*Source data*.
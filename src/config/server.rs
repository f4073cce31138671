use std::net::{IpAddr, Ipv4Addr, SocketAddr};

use serde::{Deserialize, Serialize};

use super::ConfigError;

/// HTTP server configuration.
#[derive(Debug, Clone, Serialize, Deserialize)]
#[serde(deny_unknown_fields)]
pub struct ServerConfig {
    /// Host address to bind to.
    #[serde(default = "default_host")]
    pub host: IpAddr,

    /// Port to listen on.
    #[serde(default = "default_port")]
    pub port: u16,

    /// Request body size limit in bytes. Bounds POSTed `SAMLResponse` forms.
    #[serde(default = "default_body_limit")]
    pub body_limit_bytes: usize,
}

impl Default for ServerConfig {
    fn default() -> Self {
        Self {
            host: default_host(),
            port: default_port(),
            body_limit_bytes: default_body_limit(),
        }
    }
}

impl ServerConfig {
    pub fn socket_addr(&self) -> SocketAddr {
        SocketAddr::new(self.host, self.port)
    }

    pub fn validate(&self) -> Result<(), ConfigError> {
        if self.body_limit_bytes == 0 {
            return Err(ConfigError::Validation(
                "server.body_limit_bytes cannot be zero".into(),
            ));
        }
        Ok(())
    }
}

fn default_host() -> IpAddr {
    IpAddr::V4(Ipv4Addr::LOCALHOST)
}

fn default_port() -> u16 {
    8080
}

fn default_body_limit() -> usize {
    256 * 1024
}
mod login;

pub use login::require_login;
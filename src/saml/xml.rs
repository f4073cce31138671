//! Namespace-aware XML tree for SAML messages.
//!
//! Documents are parsed with `quick-xml` into an owned [`XmlElement`] tree that
//! keeps every in-scope namespace binding, which is what exclusive
//! canonicalization needs. Outbound messages are assembled with the builder
//! helpers on [`XmlElement`] and rendered through [`super::c14n`].

use std::{borrow::Cow, collections::BTreeMap};

use parking_lot::Mutex;
use quick_xml::{
    Reader,
    escape::unescape,
    events::{BytesStart, Event},
};

use super::{
    c14n::{self, C14nOptions},
    error::{SamlError, SamlResult},
};

/// Namespace bound to the reserved `xml` prefix.
pub const XML_NS: &str = "http://www.w3.org/XML/1998/namespace";

/// Default number of idle read buffers kept by an [`XmlParserPool`].
const DEFAULT_POOL_SIZE: usize = 16;

/// Buffers that grew beyond this are dropped instead of returned to the pool.
const MAX_POOLED_BUFFER_BYTES: usize = 64 * 1024;

#[derive(Debug, Clone, PartialEq, Eq)]
pub struct XmlAttribute {
    pub prefix: Option<String>,
    pub local_name: String,
    pub namespace: Option<String>,
    pub value: String,
}

impl XmlAttribute {
    pub fn qualified_name(&self) -> String {
        qualify(self.prefix.as_deref(), &self.local_name)
    }
}

#[derive(Debug, Clone, PartialEq, Eq)]
pub enum XmlNode {
    Element(XmlElement),
    Text(String),
}

/// An element together with its attributes, children and namespace scope.
#[derive(Debug, Clone, PartialEq, Eq)]
pub struct XmlElement {
    pub prefix: Option<String>,
    pub local_name: String,
    pub namespace: Option<String>,
    /// Namespace bindings in scope at this element, keyed by prefix.
    /// The empty key is the default namespace.
    pub scope: BTreeMap<String, String>,
    pub attributes: Vec<XmlAttribute>,
    pub children: Vec<XmlNode>,
}

impl XmlElement {
    /// Create an element in `namespace`. An empty `prefix` places it in the
    /// default namespace.
    pub fn new(prefix: &str, local_name: &str, namespace: &str) -> Self {
        let mut scope = BTreeMap::new();
        scope.insert(prefix.to_string(), namespace.to_string());
        Self {
            prefix: (!prefix.is_empty()).then(|| prefix.to_string()),
            local_name: local_name.to_string(),
            namespace: Some(namespace.to_string()),
            scope,
            attributes: Vec::new(),
            children: Vec::new(),
        }
    }

    /// Add an attribute without a namespace.
    pub fn with_attribute(mut self, name: &str, value: impl Into<String>) -> Self {
        self.attributes.push(XmlAttribute {
            prefix: None,
            local_name: name.to_string(),
            namespace: None,
            value: value.into(),
        });
        self
    }

    /// Add a namespace-qualified attribute and bind its prefix.
    pub fn with_ns_attribute(
        mut self,
        prefix: &str,
        local_name: &str,
        namespace: &str,
        value: impl Into<String>,
    ) -> Self {
        self.scope.insert(prefix.to_string(), namespace.to_string());
        self.attributes.push(XmlAttribute {
            prefix: Some(prefix.to_string()),
            local_name: local_name.to_string(),
            namespace: Some(namespace.to_string()),
            value: value.into(),
        });
        self
    }

    pub fn with_text(mut self, text: impl Into<String>) -> Self {
        self.children.push(XmlNode::Text(text.into()));
        self
    }

    pub fn with_child(mut self, child: XmlElement) -> Self {
        self.children.push(XmlNode::Element(child));
        self
    }

    pub fn qualified_name(&self) -> String {
        qualify(self.prefix.as_deref(), &self.local_name)
    }

    /// Whether this element is `{namespace}local_name`.
    pub fn is(&self, namespace: &str, local_name: &str) -> bool {
        self.local_name == local_name && self.namespace.as_deref() == Some(namespace)
    }

    /// Value of an attribute that has no namespace.
    pub fn attribute(&self, local_name: &str) -> Option<&str> {
        self.attributes
            .iter()
            .find(|a| a.namespace.is_none() && a.local_name == local_name)
            .map(|a| a.value.as_str())
    }

    pub fn attribute_ns(&self, namespace: &str, local_name: &str) -> Option<&str> {
        self.attributes
            .iter()
            .find(|a| a.namespace.as_deref() == Some(namespace) && a.local_name == local_name)
            .map(|a| a.value.as_str())
    }

    pub fn child_elements(&self) -> impl Iterator<Item = &XmlElement> {
        self.children.iter().filter_map(|node| match node {
            XmlNode::Element(element) => Some(element),
            XmlNode::Text(_) => None,
        })
    }

    /// Direct children named `{namespace}local_name`, in document order.
    pub fn children_named<'s, 'n>(
        &'s self,
        namespace: &'n str,
        local_name: &'n str,
    ) -> impl Iterator<Item = &'s XmlElement> + use<'s, 'n> {
        self.child_elements()
            .filter(move |child| child.is(namespace, local_name))
    }

    /// First direct child named `{namespace}local_name`.
    pub fn first_child(&self, namespace: &str, local_name: &str) -> Option<&XmlElement> {
        self.child_elements()
            .find(|child| child.is(namespace, local_name))
    }

    /// Concatenated direct text content.
    pub fn text(&self) -> String {
        self.children
            .iter()
            .filter_map(|node| match node {
                XmlNode::Text(text) => Some(text.as_str()),
                XmlNode::Element(_) => None,
            })
            .collect()
    }

    /// Whether the element has any text content that is not whitespace.
    pub fn has_text(&self) -> bool {
        self.children.iter().any(|node| match node {
            XmlNode::Text(text) => !text.trim().is_empty(),
            XmlNode::Element(_) => false,
        })
    }

    /// Namespace bound to `prefix` at this element.
    pub fn resolve_prefix(&self, prefix: &str) -> Option<&str> {
        self.scope
            .get(prefix)
            .map(String::as_str)
            .filter(|ns| !ns.is_empty())
    }

    /// Depth-first search for the element whose `ID` attribute equals `id`.
    pub fn find_by_id(&self, id: &str) -> Option<&XmlElement> {
        if self.attribute("ID") == Some(id) {
            return Some(self);
        }
        self.child_elements().find_map(|child| child.find_by_id(id))
    }

    /// Exclusive canonical form of this subtree.
    pub fn to_canonical_xml(&self) -> String {
        c14n::canonicalize(self, &C14nOptions::default())
    }
}

fn qualify(prefix: Option<&str>, local_name: &str) -> String {
    match prefix {
        Some(prefix) => format!("{prefix}:{local_name}"),
        None => local_name.to_string(),
    }
}

fn split_qname(name: &str) -> (Option<&str>, &str) {
    match name.split_once(':') {
        Some((prefix, local)) => (Some(prefix), local),
        None => (None, name),
    }
}

/// Shared pool of parser read buffers.
///
/// Each parse borrows a buffer for its duration and returns it on drop, so
/// no buffer is ever held across requests.
#[derive(Debug)]
pub struct XmlParserPool {
    buffers: Mutex<Vec<Vec<u8>>>,
    max_idle: usize,
}

impl Default for XmlParserPool {
    fn default() -> Self {
        Self::new(DEFAULT_POOL_SIZE)
    }
}

impl XmlParserPool {
    pub fn new(max_idle: usize) -> Self {
        Self {
            buffers: Mutex::new(Vec::with_capacity(max_idle)),
            max_idle,
        }
    }

    /// Parse a complete document and return its root element.
    pub fn parse(&self, xml: &str) -> SamlResult<XmlElement> {
        let mut buffer = self.acquire();
        parse_document(xml, &mut buffer.buf)
    }

    #[cfg(test)]
    pub(crate) fn idle(&self) -> usize {
        self.buffers.lock().len()
    }

    fn acquire(&self) -> PooledBuffer<'_> {
        let buf = self.buffers.lock().pop().unwrap_or_default();
        PooledBuffer { pool: self, buf }
    }
}

struct PooledBuffer<'a> {
    pool: &'a XmlParserPool,
    buf: Vec<u8>,
}

impl Drop for PooledBuffer<'_> {
    fn drop(&mut self) {
        if self.buf.capacity() > MAX_POOLED_BUFFER_BYTES {
            return;
        }
        let mut buf = std::mem::take(&mut self.buf);
        buf.clear();
        let mut buffers = self.pool.buffers.lock();
        if buffers.len() < self.pool.max_idle {
            buffers.push(buf);
        }
    }
}

/// XML 1.0 end-of-line handling: `\r\n` and lone `\r` become `\n`.
fn normalize_line_endings(xml: &str) -> Cow<'_, str> {
    if xml.contains('\r') {
        Cow::Owned(xml.replace("\r\n", "\n").replace('\r', "\n"))
    } else {
        Cow::Borrowed(xml)
    }
}

/// Attribute-value normalization for CDATA-typed attributes: literal
/// whitespace characters become spaces before references are expanded.
fn normalize_attribute_value(raw: &str) -> SamlResult<String> {
    let spaced: String = raw
        .chars()
        .map(|c| if matches!(c, '\t' | '\n' | '\r') { ' ' } else { c })
        .collect();
    unescape(&spaced)
        .map(Cow::into_owned)
        .map_err(|e| SamlError::Xml(e.to_string()))
}

fn parse_document(xml: &str, buf: &mut Vec<u8>) -> SamlResult<XmlElement> {
    let xml = normalize_line_endings(xml);
    let mut reader = Reader::from_reader(xml.as_bytes());
    reader.config_mut().trim_text(false);

    let mut stack: Vec<XmlElement> = Vec::new();
    let mut root: Option<XmlElement> = None;

    loop {
        buf.clear();
        match reader.read_event_into(buf)? {
            Event::Start(start) => {
                let element = open_element(&start, inherited_scope(&stack))?;
                stack.push(element);
            }
            Event::Empty(start) => {
                let element = open_element(&start, inherited_scope(&stack))?;
                attach(&mut stack, &mut root, element)?;
            }
            Event::End(_) => {
                let element = stack
                    .pop()
                    .ok_or_else(|| SamlError::Xml("unbalanced end tag".to_string()))?;
                attach(&mut stack, &mut root, element)?;
            }
            Event::Text(text) => match stack.last_mut() {
                Some(parent) => push_text(parent, text.unescape()?.into_owned()),
                None if text.iter().all(u8::is_ascii_whitespace) => {}
                None => return Err(SamlError::Xml("text outside the root element".to_string())),
            },
            Event::CData(data) => {
                let text = String::from_utf8(data.into_inner().into_owned())
                    .map_err(|e| SamlError::Xml(e.to_string()))?;
                match stack.last_mut() {
                    Some(parent) => push_text(parent, text),
                    None => {
                        return Err(SamlError::Xml("CDATA outside the root element".to_string()));
                    }
                }
            }
            Event::DocType(_) => {
                return Err(SamlError::Xml("document type declarations are not allowed".to_string()));
            }
            Event::Eof => break,
            Event::Decl(_) | Event::PI(_) | Event::Comment(_) => {}
        }
    }

    if !stack.is_empty() {
        return Err(SamlError::Xml("unexpected end of document".to_string()));
    }
    root.ok_or_else(|| SamlError::Xml("document has no root element".to_string()))
}

fn inherited_scope(stack: &[XmlElement]) -> BTreeMap<String, String> {
    stack.last().map(|parent| parent.scope.clone()).unwrap_or_default()
}

fn attach(
    stack: &mut [XmlElement],
    root: &mut Option<XmlElement>,
    element: XmlElement,
) -> SamlResult<()> {
    match stack.last_mut() {
        Some(parent) => parent.children.push(XmlNode::Element(element)),
        None if root.is_none() => *root = Some(element),
        None => return Err(SamlError::Xml("multiple root elements".to_string())),
    }
    Ok(())
}

fn push_text(parent: &mut XmlElement, text: String) {
    if let Some(XmlNode::Text(previous)) = parent.children.last_mut() {
        previous.push_str(&text);
    } else {
        parent.children.push(XmlNode::Text(text));
    }
}

fn open_element(
    start: &BytesStart<'_>,
    mut scope: BTreeMap<String, String>,
) -> SamlResult<XmlElement> {
    let mut raw_attributes = Vec::new();
    for attr in start.attributes() {
        let attr = attr?;
        let key = std::str::from_utf8(attr.key.as_ref())
            .map_err(|e| SamlError::Xml(e.to_string()))?
            .to_string();
        let raw = std::str::from_utf8(&attr.value).map_err(|e| SamlError::Xml(e.to_string()))?;
        let value = normalize_attribute_value(raw)?;
        if key == "xmlns" {
            scope.insert(String::new(), value);
        } else if let Some(prefix) = key.strip_prefix("xmlns:") {
            scope.insert(prefix.to_string(), value);
        } else {
            raw_attributes.push((key, value));
        }
    }

    let name = std::str::from_utf8(start.name().as_ref())
        .map_err(|e| SamlError::Xml(e.to_string()))?
        .to_string();
    let (prefix, local_name) = split_qname(&name);
    let namespace = match prefix {
        Some(prefix) => Some(resolve(&scope, prefix)?),
        None => scope.get("").filter(|ns| !ns.is_empty()).cloned(),
    };

    let mut attributes = Vec::with_capacity(raw_attributes.len());
    for (key, value) in raw_attributes {
        let (attr_prefix, attr_local) = split_qname(&key);
        let attr_namespace = attr_prefix.map(|p| resolve(&scope, p)).transpose()?;
        attributes.push(XmlAttribute {
            prefix: attr_prefix.map(str::to_string),
            local_name: attr_local.to_string(),
            namespace: attr_namespace,
            value,
        });
    }

    Ok(XmlElement {
        prefix: prefix.map(str::to_string),
        local_name: local_name.to_string(),
        namespace,
        scope,
        attributes,
        children: Vec::new(),
    })
}

fn resolve(scope: &BTreeMap<String, String>, prefix: &str) -> SamlResult<String> {
    if prefix == "xml" {
        return Ok(XML_NS.to_string());
    }
    scope
        .get(prefix)
        .filter(|ns| !ns.is_empty())
        .cloned()
        .ok_or_else(|| SamlError::Xml(format!("unbound namespace prefix '{prefix}'")))
}
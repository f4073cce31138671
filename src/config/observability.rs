use serde::{Deserialize, Serialize};

/// `[observability]` section. Only logging is configurable.
#[derive(Debug, Clone, Default, Serialize, Deserialize)]
#[serde(deny_unknown_fields)]
pub struct ObservabilityConfig {
    #[serde(default)]
    pub logging: LoggingConfig,
}

/// How SP log events are filtered and rendered.
#[derive(Debug, Clone, Serialize, Deserialize)]
#[serde(default, deny_unknown_fields)]
pub struct LoggingConfig {
    /// Base level. `RUST_LOG` replaces it together with `filter`.
    pub level: LogLevel,
    pub format: LogFormat,
    pub timestamps: bool,
    /// Record source file and line on each event.
    pub file_line: bool,
    /// Extra directives appended to the base level, e.g. `saml_sp::saml=trace`.
    pub filter: Option<String>,
}

impl Default for LoggingConfig {
    fn default() -> Self {
        Self {
            level: LogLevel::Info,
            format: LogFormat::Compact,
            timestamps: true,
            file_line: false,
            filter: None,
        }
    }
}

#[derive(Debug, Clone, Copy, Default, PartialEq, Eq, Serialize, Deserialize)]
#[serde(rename_all = "snake_case")]
pub enum LogLevel {
    Trace,
    Debug,
    #[default]
    Info,
    Warn,
    Error,
}

impl LogLevel {
    /// The level as an `EnvFilter` directive.
    pub fn as_directive(self) -> &'static str {
        match self {
            LogLevel::Trace => "trace",
            LogLevel::Debug => "debug",
            LogLevel::Info => "info",
            LogLevel::Warn => "warn",
            LogLevel::Error => "error",
        }
    }
}

#[derive(Debug, Clone, Copy, Default, PartialEq, Eq, Serialize, Deserialize)]
#[serde(rename_all = "snake_case")]
pub enum LogFormat {
    /// Multi-line, for local development.
    Pretty,
    #[default]
    Compact,
    /// One JSON object per event.
    Json,
}

#[cfg(test)]
mod tests {
    use super::*;

    #[test]
    fn test_partial_logging_section_keeps_defaults() {
        let config: ObservabilityConfig =
            toml::from_str("[logging]\nlevel = \"warn\"\nformat = \"json\"").unwrap();
        assert_eq!(config.logging.level, LogLevel::Warn);
        assert_eq!(config.logging.level.as_directive(), "warn");
        assert_eq!(config.logging.format, LogFormat::Json);
        assert!(config.logging.timestamps);
        assert!(config.logging.filter.is_none());
    }

    #[test]
    fn test_unknown_logging_key_is_rejected() {
        assert!(toml::from_str::<ObservabilityConfig>("[logging]\nverbose = true").is_err());
    }
}
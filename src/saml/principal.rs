//! Mapping from assertion attributes to the local user principal.

use std::collections::BTreeSet;

use serde::{Deserialize, Serialize};

use super::types::Attribute;

/// Attribute carrying the IdP user identifier.
pub const ATTR_USER_ID: &str = "idpuserid";
/// Attribute carrying the user's email address.
pub const ATTR_EMAIL: &str = "idpuseremail";
/// Attribute carrying the user's display name.
pub const ATTR_PERSON_NAME: &str = "idpusernm";

/// The authenticated user, built once per consumed assertion.
#[derive(Debug, Clone, Default, PartialEq, Eq, Serialize, Deserialize)]
pub struct UserPrincipal {
    pub username: String,
    pub email: String,
    pub personname: String,
    /// Never populated by this SP.
    pub federation_identifier: Option<String>,
    /// Granted authorities. Always empty: the IdP sends no roles.
    pub authorities: BTreeSet<String>,
}

impl UserPrincipal {
    /// Build a principal from an attribute statement.
    ///
    /// Only the first value of each attribute is used and unrecognized
    /// attributes are ignored. A repeated attribute overrides the earlier one.
    pub fn from_attributes(attributes: &[Attribute]) -> Self {
        let mut principal = Self::default();
        for attribute in attributes {
            let field = match attribute.name.as_str() {
                ATTR_USER_ID => &mut principal.username,
                ATTR_EMAIL => &mut principal.email,
                ATTR_PERSON_NAME => &mut principal.personname,
                other => {
                    tracing::trace!(attribute = other, "Ignoring unmapped SAML attribute");
                    continue;
                }
            };
            *field = attribute.first_value().unwrap_or_default();
        }
        principal
    }

    /// Name shown to the user: the display name, falling back to the username.
    pub fn display_name(&self) -> &str {
        if self.personname.is_empty() {
            &self.username
        } else {
            &self.personname
        }
    }
}

#[cfg(test)]
mod tests {
    use super::*;
    use crate::saml::types::AttributeValue;

    fn attribute(name: &str, values: &[&str]) -> Attribute {
        Attribute {
            name: name.to_string(),
            values: values
                .iter()
                .map(|v| AttributeValue::String(v.to_string()))
                .collect(),
        }
    }

    #[test]
    fn test_maps_recognized_attributes() {
        let principal = UserPrincipal::from_attributes(&[
            attribute("idpuserid", &["alice"]),
            attribute("idpuseremail", &["a@x.com"]),
            attribute("idpusernm", &["Alice A"]),
            attribute("foo", &["bar"]),
        ]);

        assert_eq!(principal.username, "alice");
        assert_eq!(principal.email, "a@x.com");
        assert_eq!(principal.personname, "Alice A");
        assert_eq!(principal.federation_identifier, None);
        assert!(principal.authorities.is_empty());
        let json = serde_json::to_string(&principal).unwrap();
        assert!(!json.contains("bar"));
    }

    #[test]
    fn test_first_value_wins() {
        let principal =
            UserPrincipal::from_attributes(&[attribute("idpuserid", &["alice", "mallory"])]);
        assert_eq!(principal.username, "alice");
    }

    #[test]
    fn test_attribute_without_values_is_empty() {
        let principal = UserPrincipal::from_attributes(&[attribute("idpuseremail", &[])]);
        assert_eq!(principal.email, "");
    }

    #[test]
    fn test_display_name_falls_back_to_username() {
        let mut principal = UserPrincipal::from_attributes(&[attribute("idpuserid", &["alice"])]);
        assert_eq!(principal.display_name(), "alice");
        principal.personname = "Alice A".to_string();
        assert_eq!(principal.display_name(), "Alice A");
    }
}
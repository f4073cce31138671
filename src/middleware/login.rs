//! Login gate.
//!
//! Paths containing the configured login URL always start SP-initiated SSO.
//! Public paths pass through. Anything else needs an authenticated session
//! and starts SSO when there is none.

use axum::{
    extract::{Request, State},
    middleware::Next,
    response::Response,
};
use tower_cookies::Cookies;

use crate::{
    AppState,
    auth::{AuthError, cookies},
    routes::saml::start_login,
};

/// Paths served without authentication, besides the ACS.
const PUBLIC_PATHS: &[&str] = &["/", "/main", "/out", "/error", "/logout"];

pub async fn require_login(
    State(state): State<AppState>,
    cookies: Cookies,
    req: Request,
    next: Next,
) -> Result<Response, AuthError> {
    let path = req.uri().path();

    if !state.entry_point.is_login_url(path) {
        if is_public_path(&state.config.saml.acs_path, path) {
            return Ok(next.run(req).await);
        }
        if is_authenticated(&state, &cookies).await? {
            return Ok(next.run(req).await);
        }
        tracing::debug!(path, "Unauthenticated request to protected path");
    }

    let redirect = start_login(&state, &cookies, req.headers(), req.uri()).await?;
    Err(AuthError::LoginRequired {
        redirect_url: redirect.to_string(),
    })
}

async fn is_authenticated(state: &AppState, cookies: &Cookies) -> Result<bool, AuthError> {
    let Some(id) = cookies::session_id(cookies, &state.config.session) else {
        return Ok(false);
    };
    let session = state.sessions.get_session(id).await?;
    Ok(session.is_some_and(|s| s.is_authenticated()))
}

/// Whether `path` is served without a session. The ACS matches itself and
/// everything below it.
fn is_public_path(acs_path: &str, path: &str) -> bool {
    if PUBLIC_PATHS.contains(&path) {
        return true;
    }
    let acs_path = acs_path.trim_end_matches('/');
    path.strip_prefix(acs_path)
        .is_some_and(|rest| rest.is_empty() || rest.starts_with('/'))
}
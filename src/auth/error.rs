use std::fmt;

use axum::{
    Json,
    http::{StatusCode, header},
    response::{IntoResponse, Response},
};
use serde::{Deserialize, Serialize};

use super::session_store::SessionError;
use crate::saml::SamlError;

/// Standard error response body: `{"error": {"type", "code", "message"}}`.
#[derive(Debug, Serialize, Deserialize)]
pub struct ErrorResponse {
    pub error: ErrorInfo,
}

#[derive(Debug, Serialize, Deserialize)]
pub struct ErrorInfo {
    #[serde(rename = "type")]
    pub error_type: String,
    pub code: String,
    pub message: String,
}

impl ErrorResponse {
    pub fn with_type(
        error_type: impl Into<String>,
        code: impl Into<String>,
        message: impl Into<String>,
    ) -> Self {
        Self {
            error: ErrorInfo {
                error_type: error_type.into(),
                code: code.into(),
                message: message.into(),
            },
        }
    }
}

#[derive(Debug)]
pub enum AuthError {
    /// The IdP response was rejected. The cause is logged, never returned.
    AuthenticationFailed(SamlError),

    /// No `SAMLResponse` parameter on the ACS request
    MissingSamlResponse,

    /// An outbound SAML message could not be built or encoded
    Encoding(SamlError),

    /// Login required: redirect the browser to the IdP
    LoginRequired { redirect_url: String },

    /// Session storage failed
    Session(SessionError),
}

impl From<SamlError> for AuthError {
    fn from(e: SamlError) -> Self {
        match e {
            SamlError::Encoding(_) => AuthError::Encoding(e),
            _ => AuthError::AuthenticationFailed(e),
        }
    }
}

impl From<SessionError> for AuthError {
    fn from(e: SessionError) -> Self {
        AuthError::Session(e)
    }
}

impl IntoResponse for AuthError {
    fn into_response(self) -> Response {
        let (status, code, message) = match &self {
            AuthError::AuthenticationFailed(cause) => {
                tracing::warn!(error = %cause, "SAML authentication failed");
                (
                    StatusCode::UNAUTHORIZED,
                    "authentication_failed",
                    "Authentication failed",
                )
            }
            AuthError::MissingSamlResponse => (
                StatusCode::UNAUTHORIZED,
                "missing_saml_response",
                "Authentication failed",
            ),
            AuthError::Encoding(cause) => {
                tracing::error!(error = %cause, "Failed to encode SAML request");
                (
                    StatusCode::INTERNAL_SERVER_ERROR,
                    "saml_encoding_error",
                    "Unable to start single sign-on",
                )
            }
            AuthError::LoginRequired { redirect_url } => {
                // A redirect to the IdP, not an error response
                return (
                    StatusCode::FOUND,
                    [(header::LOCATION, redirect_url.as_str())],
                )
                    .into_response();
            }
            AuthError::Session(cause) => {
                tracing::error!(error = %cause, "Session store failure");
                (
                    StatusCode::INTERNAL_SERVER_ERROR,
                    "session_error",
                    "Internal error",
                )
            }
        };

        let body = ErrorResponse::with_type("authentication_error", code, message);
        (status, Json(body)).into_response()
    }
}

impl fmt::Display for AuthError {
    fn fmt(&self, f: &mut fmt::Formatter<'_>) -> fmt::Result {
        match self {
            AuthError::AuthenticationFailed(e) => write!(f, "Authentication failed: {}", e),
            AuthError::MissingSamlResponse => write!(f, "SAMLResponse parameter missing"),
            AuthError::Encoding(e) => write!(f, "{}", e),
            AuthError::LoginRequired { redirect_url } => {
                write!(f, "SAML authentication required: {}", redirect_url)
            }
            AuthError::Session(e) => write!(f, "{}", e),
        }
    }
}

impl std::error::Error for AuthError {}
//! End-to-end tests driving the full router.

*TASK STATEMENT*.
Select every line above that contains the word "SocketAddr", and copy it.

*TASK RESULT*.
use std::net::{IpAddr, Ipv4Addr, SocketAddr};
    pub fn socket_addr(&self) -> SocketAddr {
        SocketAddr::new(self.host, self.port)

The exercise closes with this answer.